Cottage fries come unsalted. They are soft and puffy at first, but quickly turn gritty before you’re halfway done.
Getting the check is almost as difficult as getting a seat at the counter. You glance at the bartender, nod at him, make eye contact, call him, and try speaking to him while he’s right in front of you — to no avail. He’ll get around to you, eventually.

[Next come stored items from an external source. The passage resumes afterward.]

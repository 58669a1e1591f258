//! Segmux Hardware Abstraction Layer
//!
//! This crate defines the pin and timing traits the display scheduler is
//! written against. Chip-specific HALs implement them, and host tests
//! implement them with recording mocks.
//!
//! # Architecture
//!
//! ```text
//! ┌─────────────────────────────────────────┐
//! │  segmux-firmware / segmux-core          │
//! └─────────────────────────────────────────┘
//!                     │
//!                     ▼
//! ┌─────────────────────────────────────────┐
//! │  segmux-hal (this crate - traits)       │
//! └─────────────────────────────────────────┘
//!                     │
//!                     ▼
//!             ┌───────────────┐
//!             │  segmux-hal-  │
//!             │    rp2040     │
//!             └───────────────┘
//! ```
//!
//! # Traits
//!
//! - [`gpio::OutputPin`], [`gpio::InputPin`] - Digital I/O
//! - [`gpio::DirectionPin`] - Output/input switching for the shared data line
//! - [`delay::BusyWait`] - Short blocking delays for strobe pulses

#![no_std]
#![deny(unsafe_code)]

pub mod delay;
pub mod gpio;

// Re-export key traits at crate root for convenience
pub use delay::BusyWait;
pub use gpio::{Direction, DirectionPin, InputPin, OutputPin, SharedLine};
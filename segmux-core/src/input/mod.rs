//! Serial digit input
//!
//! Turns the bit stream drained from the queue into a displayed value.

pub mod accumulator;
pub mod session;

pub use accumulator::{pow10, Accept, DigitAccumulator, ERROR_DOT};
pub use session::InputSession;
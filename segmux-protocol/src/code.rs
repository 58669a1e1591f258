//! Digit code encoding and decoding.
//!
//! Code format (5 bits):
//! - VALUE (bits 0-3): decimal digit, 0-9 valid, 10-15 malformed
//! - DOT (bit 4): decimal point is lit after this digit

/// Number of bits in one digit code
pub const CODE_BITS: u8 = 5;

/// Decimal point flag
pub const DOT_FLAG: u8 = 0b1_0000;

/// Digit value bits
pub const VALUE_MASK: u8 = 0b0_1111;

/// All bits a code may use
pub const CODE_MASK: u8 = DOT_FLAG | VALUE_MASK;

/// Errors that can occur when building codes or bit streams
#[derive(Debug, Clone, Copy, PartialEq, Eq)]
#[cfg_attr(feature = "defmt", derive(defmt::Format))]
pub enum CodeError {
    /// Raw code uses bits above bit 4
    OutOfRange,
    /// Digit is not a decimal digit (0-9)
    InvalidDigit,
    /// Digit count is zero or exceeds the stream capacity
    InvalidDigitCount,
    /// Value has more decimal digits than the requested digit count
    ValueTooLarge,
}

/// A 5-bit digit code as it travels on the wire
///
/// A code can carry a value of 10-15 when it was received corrupted. Such
/// codes are representable so the receiver can discard them; they can
/// only be built through [`DigitCode::new`] or the bit assembler.
#[derive(Debug, Clone, Copy, PartialEq, Eq)]
#[cfg_attr(feature = "defmt", derive(defmt::Format))]
pub struct DigitCode(u8);

impl DigitCode {
    /// Wrap a raw 5-bit code
    pub const fn new(raw: u8) -> Result<Self, CodeError> {
        if raw & !CODE_MASK != 0 {
            return Err(CodeError::OutOfRange);
        }
        Ok(Self(raw))
    }

    /// Build the code for a decimal digit
    pub const fn from_digit(digit: u8, dot: bool) -> Result<Self, CodeError> {
        if digit >= 10 {
            return Err(CodeError::InvalidDigit);
        }
        let raw = if dot { digit | DOT_FLAG } else { digit };
        Ok(Self(raw))
    }

    /// Keep only the low 5 bits of `raw`
    pub(crate) const fn truncate(raw: u8) -> Self {
        Self(raw & CODE_MASK)
    }

    /// Raw 5-bit value
    pub const fn raw(self) -> u8 {
        self.0
    }

    /// Decimal point flag
    pub const fn has_dot(self) -> bool {
        self.0 & DOT_FLAG != 0
    }

    /// The 4 value bits, whether or not they form a decimal digit
    pub const fn value(self) -> u8 {
        self.0 & VALUE_MASK
    }

    /// The decimal digit, or `None` for a malformed code
    pub const fn digit(self) -> Option<u8> {
        let value = self.value();
        if value < 10 {
            Some(value)
        } else {
            None
        }
    }

    /// Check if the value bits are not a decimal digit
    pub const fn is_malformed(self) -> bool {
        self.digit().is_none()
    }

    /// Bits of this code in transmission order
    pub const fn bits(self) -> CodeBits {
        CodeBits {
            raw: self.0,
            position: 0,
        }
    }
}

/// Iterator over the bits of a code, LSB first
#[derive(Debug, Clone)]
pub struct CodeBits {
    raw: u8,
    position: u8,
}

impl Iterator for CodeBits {
    type Item = bool;

    fn next(&mut self) -> Option<bool> {
        if self.position >= CODE_BITS {
            return None;
        }
        let bit = self.raw & (1 << self.position) != 0;
        self.position += 1;
        Some(bit)
    }

    fn size_hint(&self) -> (usize, Option<usize>) {
        let remaining = (CODE_BITS - self.position) as usize;
        (remaining, Some(remaining))
    }
}

impl ExactSizeIterator for CodeBits {}
//! Serial Digit-Code Protocol
//!
//! This crate defines the bit-level protocol spoken on the shared serial
//! input line of the segmux display. The line carries no framing bytes:
//! the sender clocks single bits, one per rising edge of the input clock.
//!
//! # Protocol Overview
//!
//! ```text
//!  edge 0      edges 1..=5          edges 6..=10               ...
//! ┌────────┬───────────────────┬───────────────────┬─────┬──────────────┐
//! │ ANNOUNCE│ CODE (digit 0)   │ CODE (digit 1)    │ ... │ CODE (N - 1) │
//! │ no data │ 5 bits, LSB first│ 5 bits, LSB first │     │              │
//! └────────┴───────────────────┴───────────────────┴─────┴──────────────┘
//!
//! CODE:  bit 0..=3  decimal digit (0-9)
//!        bit 4      decimal point after this digit
//! ```
//!
//! Digits are sent most significant first. A session ends after the
//! display's digit capacity is reached, or when the receiver times out.
//! There is no back channel: malformed codes are dropped by the receiver.

#![no_std]
#![deny(unsafe_code)]

#[cfg(test)]
extern crate std;

pub mod assembler;
pub mod code;
pub mod encoder;

pub use assembler::CodeAssembler;
pub use code::{CodeBits, CodeError, DigitCode, CODE_BITS, DOT_FLAG};
pub use encoder::{encode, encode_codes, BitStream, MAX_DIGITS, MAX_STREAM_BITS};
//! Embassy async tasks
//!
//! Both tasks run on the high-priority interrupt executor. They only set
//! flags or push into the bit queue of the shared state.

pub mod edge;
pub mod tick;

pub use edge::edge_task;
pub use tick::refresh_task;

Perhaps some of these absurdities would be tolerable if the place were truly dirt cheap, if J.G. Melon accepted credit cards, or if the food were actually good. But the cost of a cheeseburger, with fries, is $19, or a dollar extra with bacon. That’s just $3 less than the softer, juicier, beefier version at P.J. Clarke’s, a friendlier throwback tavern that’s kept up with the times despite the fact that it’s over 100-years-old. J.G. Melon, located just a mile uptown on the same avenue, and not even half the age of P.J.’s, remains mired in a past that doesn’t deserve our nostalgia.
This is the latest installment in a new series called Is It Still Good? Eater NY will be revisiting long-established restaurants that have acquired towering reputations and still generate plenty of traffic to find out if the food quality justifies our continued admiration.